A neural network is a graph structure

From computer science perspective, a neural network is a graph structure.

One common way to represent a graph is via an adjacency matrix. As we have seen the below figure in the Neural Model, the neural network is represented as a N*N square matrix, where a cell value Mij indicates and edge from vertex ni to vertex nj.

Using matrix is straightforward, but the matrix we are seeing is sparse, that is, a lot of cells are empty, and it is not algorithmically efficient to use a matrix representation to process the neural network.

matrix two channels

For computer scientists, it is more natural to represent a graph with adjacency lists, in which a vertex is associated with neighbors that can be reached via outgoing edges.

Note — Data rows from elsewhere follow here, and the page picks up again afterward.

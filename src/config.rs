use serde::{Deserialize, Serialize};
use std::path::{Path, PathBuf};

pub const DEFAULT_DATABASE: &str = "ehr.db";

#[derive(Debug, Clone, Serialize, Deserialize, Default, PartialEq)]
pub struct EhrConfig {
    /// SQLite file holding the Patients and Labs tables
    pub database: Option<String>,
    /// Default patients TSV for `ingest`
    pub patients: Option<String>,
    /// Default labs TSV for `ingest`
    pub labs: Option<String>,
}

impl EhrConfig {
    /// Flag value wins, then the config file, then `ehr.db`
    pub fn database_path(&self, flag: Option<&Path>) -> PathBuf {
        flag.map(Path::to_path_buf)
            .or_else(|| self.database.as_ref().map(PathBuf::from))
            .unwrap_or_else(|| PathBuf::from(DEFAULT_DATABASE))
    }
}

pub fn default_config_path() -> PathBuf {
    PathBuf::from("ehr.toml")
}

pub fn load_config(path: Option<&Path>) -> anyhow::Result<Option<EhrConfig>> {
    let path = path.map(Path::to_path_buf).unwrap_or_else(default_config_path);
    if !path.exists() {
        return Ok(None);
    }

    let contents = std::fs::read_to_string(&path)?;
    let config: EhrConfig = toml::from_str(&contents)?;
    Ok(Some(config))
}

pub fn write_config(path: &Path, config: &EhrConfig, force: bool) -> anyhow::Result<()> {
    if path.exists() && !force {
        anyhow::bail!("config already exists at {} (use --force to overwrite)", path.display());
    }

    let contents = toml::to_string_pretty(config)?;
    std::fs::write(path, contents)?;
    Ok(())
}

pub fn ensure_db_dir(db_path: &Path) -> anyhow::Result<()> {
    if let Some(parent) = db_path.parent() {
        if !parent.as_os_str().is_empty() && !parent.exists() {
            std::fs::create_dir_all(parent)?;
        }
    }
    Ok(())
}

#[cfg(test)]
mod tests {
    use super::*;

    #[test]
    fn test_missing_config_is_none() {
        let dir = tempfile::tempdir().unwrap();
        let path = dir.path().join("ehr.toml");
        assert!(load_config(Some(path.as_path())).unwrap().is_none());
    }

    #[test]
    fn test_write_then_load() {
        let dir = tempfile::tempdir().unwrap();
        let path = dir.path().join("ehr.toml");
        let config = EhrConfig {
            database: Some("data/ehr.db".into()),
            patients: Some("PatientCorePopulatedTable.txt".into()),
            labs: None,
        };

        write_config(&path, &config, false).unwrap();
        assert_eq!(load_config(Some(path.as_path())).unwrap(), Some(config.clone()));

        assert!(write_config(&path, &config, false).is_err());
        write_config(&path, &EhrConfig::default(), true).unwrap();
        assert_eq!(load_config(Some(path.as_path())).unwrap(), Some(EhrConfig::default()));
    }

    #[test]
    fn test_database_path_precedence() {
        let config = EhrConfig {
            database: Some("from_config.db".into()),
            ..Default::default()
        };
        assert_eq!(config.database_path(Some(Path::new("flag.db"))), PathBuf::from("flag.db"));
        assert_eq!(config.database_path(None), PathBuf::from("from_config.db"));
        assert_eq!(EhrConfig::default().database_path(None), PathBuf::from(DEFAULT_DATABASE));
    }

    #[test]
    fn test_ensure_db_dir_creates_parent() {
        let dir = tempfile::tempdir().unwrap();
        let db = dir.path().join("nested").join("ehr.db");
        ensure_db_dir(&db).unwrap();
        assert!(db.parent().unwrap().is_dir());
    }
}
pub mod icons;
pub mod output;
pub mod table;
pub mod theme;

pub use icons::Icons;
pub use output::{error, header, info, section, success, summary_row, warn};
pub use table::{labs_table, stats_table, LabRow, TableBuilder};
pub use theme::{theme, ColorMode, Theme};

In our implementation, the graph structure for a specific neuron is defined as:

[meta-data associated with the neuron][adjacency list]

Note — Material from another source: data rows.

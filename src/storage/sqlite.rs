//! SQLite storage implementation

use std::path::Path;
use rusqlite::{Connection, params, OptionalExtension};
use crate::{Result, Error};
use crate::lab::{LabField, LabRecord};
use crate::patient::{PatientField, PatientRecord};
use super::schema;

/// SQLite-backed storage for patients and labs.
///
/// Owns the only connection to the database. Reads borrow it shared,
/// reloads borrow it mutably, so access is serialized by the borrow checker.
pub struct EhrStore {
    conn: Connection,
}

/// A Labs row together with its `rowid`
#[derive(Debug, Clone, PartialEq, Eq)]
pub struct StoredLab {
    pub row_id: i64,
    pub record: LabRecord,
}

impl EhrStore {
    /// Open a database file (creates if doesn't exist)
    pub fn open(path: &Path) -> Result<Self> {
        let conn = Connection::open(path)?;
        let store = Self { conn };
        store.initialize_schema()?;
        Ok(store)
    }

    /// Open an in-memory database (for testing)
    pub fn open_in_memory() -> Result<Self> {
        let conn = Connection::open_in_memory()?;
        let store = Self { conn };
        store.initialize_schema()?;
        Ok(store)
    }

    /// Create the tables if they are missing
    fn initialize_schema(&self) -> Result<()> {
        for stmt in schema::all_schema_statements() {
            self.conn.execute(stmt, [])?;
        }
        Ok(())
    }

    /// Drop and recreate both tables, discarding every row
    pub fn reset(&self) -> Result<()> {
        for stmt in schema::DROP_TABLES {
            self.conn.execute(stmt, [])?;
        }
        tracing::debug!("Dropped Labs and Patients tables");
        self.initialize_schema()
    }

    // ========== Patient Operations ==========

    /// Insert a patient row. Fails on a duplicate id.
    pub fn insert_patient(&self, patient: &PatientRecord) -> Result<()> {
        self.conn.execute(
            "INSERT INTO Patients (id, gender, dob, race) VALUES (?1, ?2, ?3, ?4)",
            params![patient.id, patient.gender, patient.dob, patient.race],
        )?;
        Ok(())
    }

    /// Get a whole patient row by id
    pub fn get_patient(&self, id: &str) -> Result<Option<PatientRecord>> {
        self.conn
            .query_row(
                "SELECT id, gender, dob, race FROM Patients WHERE id = ?1",
                [id],
                |row| {
                    Ok(PatientRecord {
                        id: row.get(0)?,
                        gender: row.get(1)?,
                        dob: row.get(2)?,
                        race: row.get(3)?,
                    })
                },
            )
            .optional()
            .map_err(Into::into)
    }

    /// Get one column of a patient row
    pub fn get_patient_field(&self, id: &str, field: PatientField) -> Result<String> {
        // Column names come from a closed enum, never from input.
        let sql = format!("SELECT {} FROM Patients WHERE id = ?1", field.as_str());
        self.conn
            .query_row(&sql, [id], |row| row.get::<_, String>(0))
            .optional()?
            .ok_or_else(|| Error::NotFound(format!("patient {}", id)))
    }

    /// All patient ids in insertion order
    pub fn list_patient_ids(&self) -> Result<Vec<String>> {
        let mut stmt = self.conn.prepare("SELECT id FROM Patients ORDER BY rowid")?;
        let ids = stmt
            .query_map([], |row| row.get(0))?
            .collect::<rusqlite::Result<Vec<String>>>()?;
        Ok(ids)
    }

    /// Count all patients
    pub fn count_patients(&self) -> Result<usize> {
        let count: i64 = self.conn.query_row("SELECT COUNT(*) FROM Patients", [], |row| row.get(0))?;
        Ok(count as usize)
    }

    // ========== Lab Operations ==========

    /// Insert a lab row, returning its rowid
    pub fn insert_lab(&self, lab: &LabRecord) -> Result<i64> {
        self.conn.execute(
            r#"
            INSERT INTO Labs (patient_id, lab_name, lab_value, lab_units, lab_date)
            VALUES (?1, ?2, ?3, ?4, ?5)
            "#,
            params![lab.patient_id, lab.lab_name, lab.lab_value, lab.lab_units, lab.lab_date],
        )?;
        Ok(self.conn.last_insert_rowid())
    }

    /// Every lab row of a patient, ordered by rowid
    pub fn list_labs_for_patient(&self, patient_id: &str) -> Result<Vec<StoredLab>> {
        let mut stmt = self.conn.prepare(
            "SELECT rowid, patient_id, lab_name, lab_value, lab_units, lab_date FROM Labs WHERE patient_id = ?1 ORDER BY rowid"
        )?;

        let labs = stmt
            .query_map([patient_id], Self::row_to_lab)?
            .collect::<rusqlite::Result<Vec<_>>>()?;

        Ok(labs)
    }

    /// The lab row with the lowest rowid for a patient
    pub fn first_lab_for_patient(&self, patient_id: &str) -> Result<Option<StoredLab>> {
        self.conn
            .query_row(
                "SELECT rowid, patient_id, lab_name, lab_value, lab_units, lab_date FROM Labs WHERE patient_id = ?1 ORDER BY rowid LIMIT 1",
                [patient_id],
                Self::row_to_lab,
            )
            .optional()
            .map_err(Into::into)
    }

    /// Get a lab row by rowid, provided it still belongs to `patient_id`
    pub fn get_lab_by_row(&self, patient_id: &str, row_id: i64) -> Result<Option<StoredLab>> {
        self.conn
            .query_row(
                "SELECT rowid, patient_id, lab_name, lab_value, lab_units, lab_date FROM Labs WHERE rowid = ?1 AND patient_id = ?2",
                params![row_id, patient_id],
                Self::row_to_lab,
            )
            .optional()
            .map_err(Into::into)
    }

    /// One column of the first lab row (lowest rowid) of a patient
    pub fn get_lab_field(&self, patient_id: &str, field: LabField) -> Result<String> {
        let sql = format!(
            "SELECT {} FROM Labs WHERE patient_id = ?1 ORDER BY rowid LIMIT 1",
            field.as_str()
        );
        self.conn
            .query_row(&sql, [patient_id], |row| row.get::<_, String>(0))
            .optional()?
            .ok_or_else(|| Error::NotFound(format!("lab for patient {}", patient_id)))
    }

    /// One column of a specific lab row
    pub fn get_lab_field_by_row(&self, patient_id: &str, row_id: i64, field: LabField) -> Result<String> {
        let sql = format!(
            "SELECT {} FROM Labs WHERE rowid = ?1 AND patient_id = ?2",
            field.as_str()
        );
        self.conn
            .query_row(&sql, params![row_id, patient_id], |row| row.get::<_, String>(0))
            .optional()?
            .ok_or_else(|| Error::NotFound(format!("lab row {} for patient {}", row_id, patient_id)))
    }

    /// Count all labs
    pub fn count_labs(&self) -> Result<usize> {
        let count: i64 = self.conn.query_row("SELECT COUNT(*) FROM Labs", [], |row| row.get(0))?;
        Ok(count as usize)
    }

    /// Count labs whose patient_id has no Patients row
    pub fn count_orphan_labs(&self) -> Result<usize> {
        let count: i64 = self.conn.query_row(
            "SELECT COUNT(*) FROM Labs WHERE patient_id NOT IN (SELECT id FROM Patients)",
            [],
            |row| row.get(0),
        )?;
        Ok(count as usize)
    }

    /// Helper to convert a row to a StoredLab
    fn row_to_lab(row: &rusqlite::Row) -> rusqlite::Result<StoredLab> {
        Ok(StoredLab {
            row_id: row.get(0)?,
            record: LabRecord {
                patient_id: row.get(1)?,
                lab_name: row.get(2)?,
                lab_value: row.get(3)?,
                lab_units: row.get(4)?,
                lab_date: row.get(5)?,
            },
        })
    }

    // ========== Bulk Operations ==========

    /// Begin a transaction for bulk operations
    pub fn begin_transaction(&mut self) -> Result<()> {
        self.conn.execute("BEGIN TRANSACTION", [])?;
        Ok(())
    }

    /// Commit a transaction
    pub fn commit(&mut self) -> Result<()> {
        self.conn.execute("COMMIT", [])?;
        Ok(())
    }

    /// Rollback a transaction
    pub fn rollback(&mut self) -> Result<()> {
        self.conn.execute("ROLLBACK", [])?;
        Ok(())
    }

    /// Run `work` inside a transaction. Any failure, including a failed
    /// COMMIT, rolls the transaction back before the error is returned.
    pub fn in_transaction<T>(&mut self, work: impl FnOnce(&Self) -> Result<T>) -> Result<T> {
        self.begin_transaction()?;
        match work(self).and_then(|value| self.commit().map(|()| value)) {
            Ok(value) => Ok(value),
            Err(e) => {
                if let Err(rollback_err) = self.rollback() {
                    tracing::error!("Rollback after failed transaction also failed: {}", rollback_err);
                }
                Err(e)
            }
        }
    }

    /// Get database statistics
    pub fn stats(&self) -> Result<DbStats> {
        Ok(DbStats {
            patients: self.count_patients()?,
            labs: self.count_labs()?,
            orphan_labs: self.count_orphan_labs()?,
        })
    }
}

/// Database statistics
#[derive(Debug, Clone, serde::Serialize)]
pub struct DbStats {
    pub patients: usize,
    pub labs: usize,
    pub orphan_labs: usize,
}

impl std::fmt::Display for DbStats {
    fn fmt(&self, f: &mut std::fmt::Formatter<'_>) -> std::fmt::Result {
        writeln!(f, "Database Statistics:")?;
        writeln!(f, "  Patients: {}", self.patients)?;
        writeln!(f, "  Labs: {}", self.labs)?;
        writeln!(f, "  Labs without patient: {}", self.orphan_labs)
    }
}

#[cfg(test)]
mod tests {
    use super::*;

    fn sample_patient(id: &str) -> PatientRecord {
        PatientRecord {
            id: id.to_string(),
            gender: "F".to_string(),
            dob: "1947-01-01 00:00:00.000000".to_string(),
            race: "white".to_string(),
        }
    }

    fn sample_lab(patient_id: &str, name: &str, date: &str) -> LabRecord {
        LabRecord {
            patient_id: patient_id.to_string(),
            lab_name: name.to_string(),
            lab_value: "50".to_string(),
            lab_units: "mg/dL".to_string(),
            lab_date: date.to_string(),
        }
    }

    #[test]
    fn test_patient_crud() {
        let store = EhrStore::open_in_memory().unwrap();
        store.insert_patient(&sample_patient("1")).unwrap();

        let retrieved = store.get_patient("1").unwrap().unwrap();
        assert_eq!(retrieved, sample_patient("1"));
        assert_eq!(store.get_patient_field("1", PatientField::Race).unwrap(), "white");
        assert!(store.get_patient("2").unwrap().is_none());
    }

    #[test]
    fn test_missing_patient_field_is_not_found() {
        let store = EhrStore::open_in_memory().unwrap();
        let err = store.get_patient_field("nobody", PatientField::Gender).unwrap_err();
        assert!(matches!(err, Error::NotFound(_)));
    }

    #[test]
    fn test_duplicate_patient_id_rejected() {
        let store = EhrStore::open_in_memory().unwrap();
        store.insert_patient(&sample_patient("1")).unwrap();
        let err = store.insert_patient(&sample_patient("1")).unwrap_err();
        assert!(matches!(err, Error::Storage(_)));
    }

    #[test]
    fn test_labs_ordered_by_rowid() {
        let store = EhrStore::open_in_memory().unwrap();
        let first = store.insert_lab(&sample_lab("1", "LDL", "2019-01-01 00:00:00.000000")).unwrap();
        store.insert_lab(&sample_lab("2", "HDL", "2007-01-01 00:00:00.000000")).unwrap();
        let third = store.insert_lab(&sample_lab("1", "HDL", "1980-01-01 00:00:00.000000")).unwrap();

        let labs = store.list_labs_for_patient("1").unwrap();
        assert_eq!(labs.len(), 2);
        assert_eq!(labs[0].row_id, first);
        assert_eq!(labs[1].row_id, third);
        assert_eq!(labs[1].record.lab_name, "HDL");

        let head = store.first_lab_for_patient("1").unwrap().unwrap();
        assert_eq!(head.row_id, first);
        assert_eq!(store.get_lab_field("1", LabField::Name).unwrap(), "LDL");
        assert_eq!(store.get_lab_field_by_row("1", third, LabField::Name).unwrap(), "HDL");
    }

    #[test]
    fn test_lab_row_must_belong_to_patient() {
        let store = EhrStore::open_in_memory().unwrap();
        let row = store.insert_lab(&sample_lab("1", "HDL", "1980-01-01 00:00:00.000000")).unwrap();

        assert!(store.get_lab_by_row("2", row).unwrap().is_none());
        let err = store.get_lab_field_by_row("2", row, LabField::Value).unwrap_err();
        assert!(matches!(err, Error::NotFound(_)));
    }

    #[test]
    fn test_reset_discards_rows() {
        let store = EhrStore::open_in_memory().unwrap();
        store.insert_patient(&sample_patient("1")).unwrap();
        store.insert_lab(&sample_lab("1", "HDL", "1980-01-01 00:00:00.000000")).unwrap();

        store.reset().unwrap();

        let stats = store.stats().unwrap();
        assert_eq!(stats.patients, 0);
        assert_eq!(stats.labs, 0);
    }

    #[test]
    fn test_stats_counts_orphans() {
        let store = EhrStore::open_in_memory().unwrap();
        store.insert_patient(&sample_patient("1")).unwrap();
        store.insert_lab(&sample_lab("1", "HDL", "1980-01-01 00:00:00.000000")).unwrap();
        store.insert_lab(&sample_lab("9", "HDL", "1980-01-01 00:00:00.000000")).unwrap();

        let stats = store.stats().unwrap();
        assert_eq!(stats.patients, 1);
        assert_eq!(stats.labs, 2);
        assert_eq!(stats.orphan_labs, 1);
        assert_eq!(store.list_patient_ids().unwrap(), vec!["1".to_string()]);
    }

    #[test]
    fn test_failed_commit_rolls_back() {
        let mut store = EhrStore::open_in_memory().unwrap();
        store.insert_patient(&sample_patient("1")).unwrap();
        // A deferred foreign key is only checked at COMMIT, and a COMMIT that
        // fails this way leaves the transaction open.
        store
            .conn
            .execute_batch(
                "PRAGMA foreign_keys = ON;
                 CREATE TABLE Wards (id INTEGER PRIMARY KEY);
                 CREATE TABLE Beds (ward_id INTEGER REFERENCES Wards(id) DEFERRABLE INITIALLY DEFERRED);",
            )
            .unwrap();

        let result = store.in_transaction(|store| {
            store.insert_patient(&sample_patient("2"))?;
            store.conn.execute("INSERT INTO Beds (ward_id) VALUES (42)", [])?;
            Ok(())
        });
        assert!(matches!(result, Err(Error::Storage(_))));

        assert_eq!(store.count_patients().unwrap(), 1);
        store.in_transaction(|store| store.insert_patient(&sample_patient("3"))).unwrap();
        assert_eq!(store.list_patient_ids().unwrap(), vec!["1", "3"]);
    }

    #[test]
    fn test_work_error_rolls_back() {
        let mut store = EhrStore::open_in_memory().unwrap();
        let result: Result<()> = store.in_transaction(|store| {
            store.insert_patient(&sample_patient("1"))?;
            Err(Error::NotFound("patient 2".to_string()))
        });
        assert!(matches!(result, Err(Error::NotFound(_))));
        assert_eq!(store.count_patients().unwrap(), 0);
    }

    #[test]
    fn test_file_backed_store_persists() {
        let dir = tempfile::tempdir().unwrap();
        let path = dir.path().join("ehr.db");
        {
            let store = EhrStore::open(&path).unwrap();
            store.insert_patient(&sample_patient("1")).unwrap();
        }
        let reopened = EhrStore::open(&path).unwrap();
        assert_eq!(reopened.count_patients().unwrap(), 1);
    }
}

meta-data associated with the neuron follows the schema below:

neuron ID, neuron type, time step, parameters, recovery variable, membrane potential, input synaptic currents, firing flag, channel

adjacency list follows the schema below:

neuron ID-1:synaptic weight-1, neuron ID-2:synaptic weight-2, ... neuron ID-n:synaptic weight-n

In Hadoop, we used a custom writable NeuronWritable to store meta-data associated with the neuron and Hadoop’s own Text format for adjacency list.